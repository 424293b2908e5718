//! Corner clustering and vertex placement.
//!
//! Each inside, crossing corner that has not yet been used seeds one triangle
//! together with its two nearest inside, crossing neighbours. Seeds are visited
//! in ascending corner order and every corner of an emitted triangle is marked
//! processed so it cannot seed another triangle in the same cell.
//!
//! # Example
//!
//! ```ignore
//! use contour_core::classify::CellClassification;
//! use contour_core::cluster::cluster_cell;
//! use contour_core::config::DegeneratePolicy;
//!
//! let classification = CellClassification::from_distances(&distances);
//! let clusters = cluster_cell(&classification, DegeneratePolicy::FallbackToCornerZero);
//! for cluster in clusters.iter() {
//!     println!("triangle over corners {:?}", cluster.corners);
//! }
//! ```

use crate::classify::CellClassification;
use crate::config::DegeneratePolicy;
use crate::mesh::CellMesh;
use crate::topology::{corner_direction, corner_offset, CORNER_COUNT};
use crate::types::{CellCoord, Point3, Uv};

/// Corner used for an unfilled neighbour slot under
/// [`DegeneratePolicy::FallbackToCornerZero`].
pub const FALLBACK_CORNER: usize = 0;

/// The two nearest candidate corners to a seed, if that many exist.
#[derive(Debug, Clone, Copy, PartialEq, Eq, Default)]
pub struct NearestPair {
    /// The closest candidate.
    pub first: Option<usize>,
    /// The second closest candidate.
    pub second: Option<usize>,
}

impl NearestPair {
    /// True when fewer than two neighbours were found.
    #[inline]
    pub const fn is_degenerate(&self) -> bool {
        self.first.is_none() || self.second.is_none()
    }
}

/// Find the two candidate corners nearest to `seed`, excluding the seed.
///
/// Candidates are scanned in ascending index order and only a strictly
/// smaller distance displaces a slot, so among equal distances the corner
/// seen first wins.
pub fn nearest_pair(classification: &CellClassification, seed: usize) -> NearestPair {
    let origin = corner_offset(seed);
    let mut first: Option<(usize, f64)> = None;
    let mut second: Option<(usize, f64)> = None;

    for corner in 0..CORNER_COUNT {
        if corner == seed || !classification.is_candidate(corner) {
            continue;
        }
        let distance = corner_offset(corner).distance(origin);

        if first.map_or(true, |(_, best)| distance < best) {
            second = first;
            first = Some((corner, distance));
        } else if second.map_or(true, |(_, best)| distance < best) {
            second = Some((corner, distance));
        }
    }

    NearestPair {
        first: first.map(|(c, _)| c),
        second: second.map(|(c, _)| c),
    }
}

/// One emitted triangle, as corner indices in emission order.
#[derive(Debug, Clone, Copy, PartialEq, Eq, Default)]
pub struct Cluster {
    /// `[nearest, second nearest, seed]`.
    pub corners: [usize; 3],
    /// True when a neighbour slot was filled by [`FALLBACK_CORNER`].
    pub degenerate: bool,
}

impl Cluster {
    /// The seed corner that anchored this triangle.
    #[inline]
    pub const fn seed(&self) -> usize {
        self.corners[2]
    }
}

/// The clusters formed in one cell, stored without allocation.
///
/// A cell has at most one seed per corner, so 8 slots always suffice.
#[derive(Debug, Clone, Copy, PartialEq, Eq, Default)]
pub struct CellClusters {
    clusters: [Cluster; CORNER_COUNT],
    len: usize,
    degenerate_seeds: usize,
}

impl CellClusters {
    /// Number of triangles formed.
    #[inline]
    pub const fn len(&self) -> usize {
        self.len
    }

    /// True when no triangle was formed.
    #[inline]
    pub const fn is_empty(&self) -> bool {
        self.len == 0
    }

    /// Seeds that had fewer than two neighbours, whatever the policy did with them.
    #[inline]
    pub const fn degenerate_seeds(&self) -> usize {
        self.degenerate_seeds
    }

    /// The formed clusters, in emission order.
    #[inline]
    pub fn as_slice(&self) -> &[Cluster] {
        &self.clusters[..self.len]
    }

    /// Iterate the formed clusters in emission order.
    #[inline]
    pub fn iter(&self) -> core::slice::Iter<'_, Cluster> {
        self.as_slice().iter()
    }

    fn push(&mut self, cluster: Cluster) {
        self.clusters[self.len] = cluster;
        self.len += 1;
    }
}

impl<'a> IntoIterator for &'a CellClusters {
    type Item = &'a Cluster;
    type IntoIter = core::slice::Iter<'a, Cluster>;

    fn into_iter(self) -> Self::IntoIter {
        self.iter()
    }
}

/// Group the candidate corners of a classified cell into triangles.
///
/// # Arguments
/// * `classification` - Inside and crossing flags of the cell
/// * `policy` - What to do with a seed that has fewer than two neighbours
///
/// # Returns
/// The clusters in emission order. Trivial cells yield no clusters.
pub fn cluster_cell(classification: &CellClassification, policy: DegeneratePolicy) -> CellClusters {
    let mut out = CellClusters::default();
    if classification.is_trivial() {
        return out;
    }

    let mut processed = [false; CORNER_COUNT];

    for seed in 0..CORNER_COUNT {
        if !classification.is_candidate(seed) || processed[seed] {
            continue;
        }

        let pair = nearest_pair(classification, seed);
        let degenerate = pair.is_degenerate();
        if degenerate {
            out.degenerate_seeds += 1;
        }

        let (c1, c2) = match (pair.first, pair.second, policy) {
            (Some(c1), Some(c2), _) => (c1, c2),
            (first, second, DegeneratePolicy::FallbackToCornerZero) => (
                first.unwrap_or(FALLBACK_CORNER),
                second.unwrap_or(FALLBACK_CORNER),
            ),
            (_, _, DegeneratePolicy::Skip) => {
                processed[seed] = true;
                continue;
            }
        };

        processed[c1] = true;
        processed[c2] = true;
        processed[seed] = true;

        out.push(Cluster {
            corners: [c1, c2, seed],
            degenerate,
        });
    }

    out
}

/// Position of an emitted vertex for a cell corner.
///
/// The corner's world position is pushed along the direction from the cell
/// centre to the corner by the corner's signed distance:
/// `origin + offset + distance * normalize(offset - 0.5)`.
#[inline]
pub fn displace_corner(cell: CellCoord, corner: usize, distance: f64) -> Point3 {
    let world = cell.to_point() + corner_offset(corner);
    world + distance * corner_direction(corner)
}

/// Append the vertex for `corner` to a cell mesh.
///
/// Pushes the displaced position, a zero UV and the next sequential index.
/// The corner index is taken modulo [`CORNER_COUNT`], as in [`corner_offset`].
/// Cell meshes are small (at most 24 vertices), so the index fits in a `u32`.
pub fn add_corner(mesh: &mut CellMesh, cell: CellCoord, corner: usize, distances: &[f64; CORNER_COUNT]) {
    let corner = corner % CORNER_COUNT;
    let index = mesh.vertices.len() as u32;
    mesh.vertices.push(displace_corner(cell, corner, distances[corner]));
    mesh.uvs.push(Uv::ZERO);
    mesh.triangles.push(index);
}

/// Emit every cluster of a cell into a fresh [`CellMesh`].
pub fn emit_clusters(
    clusters: &CellClusters,
    cell: CellCoord,
    distances: &[f64; CORNER_COUNT],
) -> CellMesh {
    let mut mesh = CellMesh::with_capacity(clusters.len() * 3);
    for cluster in clusters {
        for &corner in &cluster.corners {
            add_corner(&mut mesh, cell, corner, distances);
        }
    }
    mesh
}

| What you need to do |
Considering only the material above, set down every line from the one with "processed[c2] = true;" to the one with "let index = mesh.vertices.len() as u32;", inclusive, exactly as written.

| Task result |
        processed[c2] = true;
        processed[seed] = true;

        out.push(Cluster {
            corners: [c1, c2, seed],
            degenerate,
        });
    }

    out
}

/// Position of an emitted vertex for a cell corner.
///
/// The corner's world position is pushed along the direction from the cell
/// centre to the corner by the corner's signed distance:
/// `origin + offset + distance * normalize(offset - 0.5)`.
#[inline]
pub fn displace_corner(cell: CellCoord, corner: usize, distance: f64) -> Point3 {
    let world = cell.to_point() + corner_offset(corner);
    world + distance * corner_direction(corner)
}

/// Append the vertex for `corner` to a cell mesh.
///
/// Pushes the displaced position, a zero UV and the next sequential index.
/// The corner index is taken modulo [`CORNER_COUNT`], as in [`corner_offset`].
/// Cell meshes are small (at most 24 vertices), so the index fits in a `u32`.
pub fn add_corner(mesh: &mut CellMesh, cell: CellCoord, corner: usize, distances: &[f64; CORNER_COUNT]) {
    let corner = corner % CORNER_COUNT;
    let index = mesh.vertices.len() as u32;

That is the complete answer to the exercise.